I don't know where I am or how I got here. There are bright lights in my face and they're blinding me. Something whooshes by me, so hot and heavy that it almost knocks me down. Horns blare.

Car.

My brain is sluggish, weighted down.

"HEY, LADY! GET OUT OF THE WAY!"

Another enormous whoosh of air follows the shouting voice. I lurch away from the headlights and horns, tripping as my feet hit the curb. I fall onto the sidewalk, scraping my hands and tearing the knees of my jeans.

Oh god, not again.

My head is spinning and I'm sick to my stomach. Sitting on the pavement, I clutch my knees and take huge gulps of the night air. The memories are like a punch to the gut, knocking the wind out of me.

* * * * *

I'm surrounded by a curtain of heavy gray mist. A great crash rips through the air - I think it's thunder until the fog parts to reveal an enormous black egg. As I watched, figures begin to emerge from it - dark, human-shaped creatures with wings the color of blood. Though I can't make out any features, even their shadows are so terrifying they steal my breath.

* * * * *

A siren is wailing not far away. Blue lights wash over me as a police car pulls up to the curb. The officer steps out; he is tall with white hair and a kind face. "Do you need some help, miss?" he asks.

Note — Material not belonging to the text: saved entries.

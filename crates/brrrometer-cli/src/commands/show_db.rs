use std::fmt::Write;
use std::path::Path;

use brrrometer_core::{ActivityStore, DailyActivityRecord};

pub fn run(db_path: &Path) {
    let store = super::open_store(db_path);
    let records = store
        .all_desc()
        .unwrap_or_else(|e| super::fatal(format!("Cannot read database: {e}")));
    print!("{}", format_dump(&records));
}

/// Aligned table of `records`, in the order given.
fn format_dump(records: &[DailyActivityRecord]) -> String {
    if records.is_empty() {
        return "Database is empty\n".to_string();
    }

    let mut out = String::new();
    let _ = writeln!(out, "GPU Activity Database Contents:");
    let _ = writeln!(out, "{}", "=".repeat(80));
    let _ = writeln!(
        out,
        "{:<12} {:<15} {:<10} {:<10} {:<20}",
        "Date", "Minutes", "Peak %", "Avg %", "Last Updated"
    );
    let _ = writeln!(out, "{}", "-".repeat(80));
    for r in records {
        let _ = writeln!(
            out,
            "{:<12} {:<15.1} {:<10} {:<10.1} {:<20}",
            r.date.format("%Y-%m-%d").to_string(),
            r.active_minutes,
            r.peak_utilization,
            r.avg_utilization,
            r.last_updated.format("%Y-%m-%d %H:%M:%S").to_string()
        );
    }
    let _ = writeln!(out, "{}", "=".repeat(80));
    let _ = writeln!(out, "Total records: {}", records.len());
    out
}
//! CLI for gpu-brrrometer: how hard did your GPU work today?

mod commands;

use std::path::PathBuf;

use clap::{Args, Parser, Subcommand};

use brrrometer_core::config::DEFAULT_DB_PATH;
use brrrometer_core::{DeviceConfig, DeviceKind};

#[derive(Parser)]
#[command(name = "gpu-brrrometer")]
#[command(about = "gpu-brrrometer: track daily GPU activity and serve it as a heatmap")]
#[command(version = brrrometer_core::VERSION)]
struct Cli {
    /// Path to the activity database
    #[arg(long, global = true, env = "BRRROMETER_DB", default_value = DEFAULT_DB_PATH)]
    db: PathBuf,

    #[command(subcommand)]
    command: Commands,
}

#[derive(Args)]
struct DeviceArgs {
    /// Device backend: auto, nvidia or sysfs
    #[arg(long, default_value = "auto")]
    device: DeviceKind,

    /// Zero-based GPU / DRM card index
    #[arg(long, default_value_t = 0)]
    index: u32,
}

impl From<DeviceArgs> for DeviceConfig {
    fn from(args: DeviceArgs) -> Self {
        DeviceConfig {
            kind: args.device,
            index: args.index,
        }
    }
}

#[derive(Subcommand)]
enum Commands {
    /// Run the collector: sample the GPU and persist daily activity until stopped
    Collect {
        #[command(flatten)]
        device: DeviceArgs,

        /// Sampling interval (e.g. "5s", "500ms")
        #[arg(long, default_value = "5s")]
        interval: String,
    },

    /// Sample the GPU for a while and report what would be recorded, without writing
    DryRun {
        #[command(flatten)]
        device: DeviceArgs,

        /// How long to sample (e.g. "60s", "2m")
        #[arg(long, default_value = "60s")]
        duration: String,
    },

    /// Print every stored daily record, newest first
    ShowDb,

    /// List utilization sources and whether they work on this machine
    Sources {
        /// Zero-based GPU / DRM card index
        #[arg(long, default_value_t = 0)]
        index: u32,
    },

    /// Serve the activity heatmap over HTTP
    Server {
        /// Bind address
        #[arg(long, default_value = "127.0.0.1")]
        host: String,

        /// Port
        #[arg(long, default_value = "8000")]
        port: u16,

        /// Cache lifetime for successful heatmap responses, in seconds
        #[arg(long, default_value = "1800")]
        cache_max_age: u32,
    },
}

fn main() {
    env_logger::Builder::from_env(env_logger::Env::default().default_filter_or("info")).init();

    let cli = Cli::parse();

    match cli.command {
        Commands::Collect { device, interval } => {
            commands::collect::run(&cli.db, device.into(), &interval)
        }
        Commands::DryRun { device, duration } => commands::dry_run::run(device.into(), &duration),
        Commands::ShowDb => commands::show_db::run(&cli.db),
        Commands::Sources { index } => commands::sources::run(index),
        Commands::Server {
            host,
            port,
            cache_max_age,
        } => commands::server::run(&cli.db, host, port, cache_max_age),
    }
}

I open my mouth to speak, but no words come out. My chest is tight; my heart jackhammers against my ribs. I'm breathing in ragged gasps. My hands are clenched into claws, fingers tingling. I start to wonder if I'm going to die right here on the sidewalk.

"Miss? Do you need medical assistance?"

I'm drowning. The cop's voice is tinny and distant. I nod.

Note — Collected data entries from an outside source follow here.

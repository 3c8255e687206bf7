//! Utilization source implementations.

pub mod helpers;

pub mod nvidia;
pub mod synthetic;
pub mod sysfs;

use crate::config::{DeviceConfig, DeviceKind};
use crate::source::UtilizationSource;

pub use nvidia::NvidiaSmiSource;
pub use synthetic::ScriptedSource;
pub use sysfs::SysfsBusySource;

/// All hardware source constructors for device `index`, in preference order.
pub fn all_sources(index: u32) -> Vec<Box<dyn UtilizationSource>> {
    vec![
        Box::new(NvidiaSmiSource::new(index)),
        Box::new(SysfsBusySource::new(index)),
    ]
}

/// Open the source selected by `config`, or `None` if it is not usable here.
///
/// [`DeviceKind::Auto`] picks the first available entry of [`all_sources`].
pub fn detect_source(config: &DeviceConfig) -> Option<Box<dyn UtilizationSource>> {
    let candidates: Vec<Box<dyn UtilizationSource>> = match config.kind {
        DeviceKind::Auto => all_sources(config.index),
        DeviceKind::Nvidia => vec![Box::new(NvidiaSmiSource::new(config.index))],
        DeviceKind::Sysfs => vec![Box::new(SysfsBusySource::new(config.index))],
    };
    candidates.into_iter().find(|s| s.is_available())
}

"Try to stay calm. I'm calling an ambulance."

His radio crackles and I hear him speak into it. Then he's sitting beside me on the pavement, telling me to try and take deep breaths.

Riiiight, I think, if it were that simple, I'd have been doing it all along.

He's still speaking, and his voice is low and soothing. My breathing starts to slow and the crushing pressure in my chest begins to ease. All the strength drains out of me; my limbs feel impossibly heavy. I slump forward and rest my head on my knees.

More sirens. Strong hands grasp my shoulders and lift me to my feet. Everything is a blur. There are voices, but I can't make out what they're saying. My eyes are closing; I just want to sleep.

* * * * *

I'm crouched in the corner of an immense room with walls of alabaster. At one end of the cavernous space is a throne with a man perched atop it. The man is draped in a ridiculous furry purple cloak and gold robes and wears a crown dripping with gaudy jewels. On the other side of the chamber, a slender girl with a dark brown ponytail and blue eyes stands, straight as a board. The bejeweled man studies her with almost clinical detachment.

* * * * *

I open my eyes and blink against the glare of harsh fluorescent lights. The world swims into focus - bright white sheets and sterile machines. Everything feels hazy and unreal. A young woman with blue eyes and dark hair pulled into a ponytail smiles at me. Though she doesn't look much older than me, I recognize her as Dr. Weston. She hands me some water in a paper cup.

The questions begin.

Do you know your name?

Yes! An easy question. "Sam. Sam Jenkins."

Do you know why you're here?

This one is harder. I'm not sure what happened to me. The last sane thing I remember is being in my dorm room on a quiet Friday evening. My roommate Kat was out and I was sipping a cup of coffee that was mostly cream and sugar. I sat down at my desk to write. After that, nothing makes sense.

The doctor with the ponytail is watching me, waiting for an answer I don't have. I shake my head.

Is there someone we can call?

Oh! I know this one. Without hesitation, I give her Daisuke's number.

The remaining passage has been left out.